━━━ Source material ━━━

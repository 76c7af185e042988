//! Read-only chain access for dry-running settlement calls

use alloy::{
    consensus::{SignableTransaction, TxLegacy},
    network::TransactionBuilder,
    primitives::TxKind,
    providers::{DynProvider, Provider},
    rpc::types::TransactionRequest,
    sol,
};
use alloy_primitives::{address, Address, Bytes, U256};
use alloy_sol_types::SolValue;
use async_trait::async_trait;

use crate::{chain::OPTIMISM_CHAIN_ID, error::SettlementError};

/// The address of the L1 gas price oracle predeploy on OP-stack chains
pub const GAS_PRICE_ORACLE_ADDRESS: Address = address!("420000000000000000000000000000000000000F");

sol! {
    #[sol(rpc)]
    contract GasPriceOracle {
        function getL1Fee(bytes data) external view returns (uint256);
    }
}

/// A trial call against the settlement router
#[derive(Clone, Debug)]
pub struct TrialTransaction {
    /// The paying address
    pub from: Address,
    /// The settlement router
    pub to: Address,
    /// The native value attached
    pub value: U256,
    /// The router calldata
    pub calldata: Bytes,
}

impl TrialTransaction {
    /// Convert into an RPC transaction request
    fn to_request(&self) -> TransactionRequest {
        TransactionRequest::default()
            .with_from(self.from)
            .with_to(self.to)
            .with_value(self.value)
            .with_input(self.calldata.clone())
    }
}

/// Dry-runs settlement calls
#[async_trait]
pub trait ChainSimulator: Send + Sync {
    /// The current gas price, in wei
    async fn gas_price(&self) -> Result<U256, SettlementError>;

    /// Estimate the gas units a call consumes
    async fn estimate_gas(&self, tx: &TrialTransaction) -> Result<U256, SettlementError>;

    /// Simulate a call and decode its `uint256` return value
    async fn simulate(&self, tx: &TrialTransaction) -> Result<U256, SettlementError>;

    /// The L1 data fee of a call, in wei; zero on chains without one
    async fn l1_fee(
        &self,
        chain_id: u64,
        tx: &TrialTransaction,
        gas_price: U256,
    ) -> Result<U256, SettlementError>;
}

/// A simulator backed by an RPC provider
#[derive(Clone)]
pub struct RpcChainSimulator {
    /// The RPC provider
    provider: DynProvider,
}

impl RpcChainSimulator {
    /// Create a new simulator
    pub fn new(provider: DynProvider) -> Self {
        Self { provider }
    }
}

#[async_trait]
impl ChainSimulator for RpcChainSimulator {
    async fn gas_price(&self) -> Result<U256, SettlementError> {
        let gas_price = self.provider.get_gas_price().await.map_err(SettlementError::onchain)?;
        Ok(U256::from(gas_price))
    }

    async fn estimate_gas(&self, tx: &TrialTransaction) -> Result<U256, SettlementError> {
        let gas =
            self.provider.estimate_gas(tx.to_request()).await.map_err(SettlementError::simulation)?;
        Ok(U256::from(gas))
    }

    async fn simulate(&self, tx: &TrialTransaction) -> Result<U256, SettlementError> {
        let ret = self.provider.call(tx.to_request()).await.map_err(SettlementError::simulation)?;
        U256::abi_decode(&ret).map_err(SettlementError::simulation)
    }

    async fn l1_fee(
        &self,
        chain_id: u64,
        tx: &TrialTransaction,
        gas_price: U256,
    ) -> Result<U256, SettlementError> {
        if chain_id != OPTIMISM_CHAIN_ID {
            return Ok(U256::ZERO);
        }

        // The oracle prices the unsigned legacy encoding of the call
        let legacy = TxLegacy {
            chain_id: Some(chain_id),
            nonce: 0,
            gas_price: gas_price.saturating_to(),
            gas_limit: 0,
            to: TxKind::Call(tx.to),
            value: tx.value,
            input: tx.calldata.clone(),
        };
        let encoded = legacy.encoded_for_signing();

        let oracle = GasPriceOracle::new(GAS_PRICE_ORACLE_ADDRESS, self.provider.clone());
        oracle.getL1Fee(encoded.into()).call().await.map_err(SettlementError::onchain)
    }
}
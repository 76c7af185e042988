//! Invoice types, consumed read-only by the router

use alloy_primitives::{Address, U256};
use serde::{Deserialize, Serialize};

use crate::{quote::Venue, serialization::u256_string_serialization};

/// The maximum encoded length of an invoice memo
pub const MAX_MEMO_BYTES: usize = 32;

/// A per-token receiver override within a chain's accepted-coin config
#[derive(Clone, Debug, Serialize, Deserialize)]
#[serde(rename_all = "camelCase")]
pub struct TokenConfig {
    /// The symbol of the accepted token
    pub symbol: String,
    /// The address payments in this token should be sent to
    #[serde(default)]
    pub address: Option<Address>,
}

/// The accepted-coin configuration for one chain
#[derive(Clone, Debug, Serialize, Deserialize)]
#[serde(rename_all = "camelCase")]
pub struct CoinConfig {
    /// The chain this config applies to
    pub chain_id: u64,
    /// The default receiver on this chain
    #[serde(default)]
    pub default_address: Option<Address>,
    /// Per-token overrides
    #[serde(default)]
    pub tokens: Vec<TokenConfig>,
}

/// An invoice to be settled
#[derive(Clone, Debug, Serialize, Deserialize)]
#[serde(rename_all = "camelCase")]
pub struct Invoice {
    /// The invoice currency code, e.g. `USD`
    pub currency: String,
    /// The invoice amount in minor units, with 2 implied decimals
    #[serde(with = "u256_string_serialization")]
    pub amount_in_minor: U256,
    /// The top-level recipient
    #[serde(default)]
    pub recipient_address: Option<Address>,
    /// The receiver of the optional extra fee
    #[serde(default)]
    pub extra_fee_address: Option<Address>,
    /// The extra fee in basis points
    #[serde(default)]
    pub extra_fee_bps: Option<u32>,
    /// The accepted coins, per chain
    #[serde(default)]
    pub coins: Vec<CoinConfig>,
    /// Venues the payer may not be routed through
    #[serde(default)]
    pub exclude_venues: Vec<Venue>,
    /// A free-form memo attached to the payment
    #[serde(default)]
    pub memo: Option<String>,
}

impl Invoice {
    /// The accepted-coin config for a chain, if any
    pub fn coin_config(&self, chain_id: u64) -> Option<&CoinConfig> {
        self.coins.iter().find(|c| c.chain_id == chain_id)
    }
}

━━━

To do:
Go through the data and show each line that holds "TxLegacy".

Response to the task:
    consensus::{SignableTransaction, TxLegacy},
        let legacy = TxLegacy {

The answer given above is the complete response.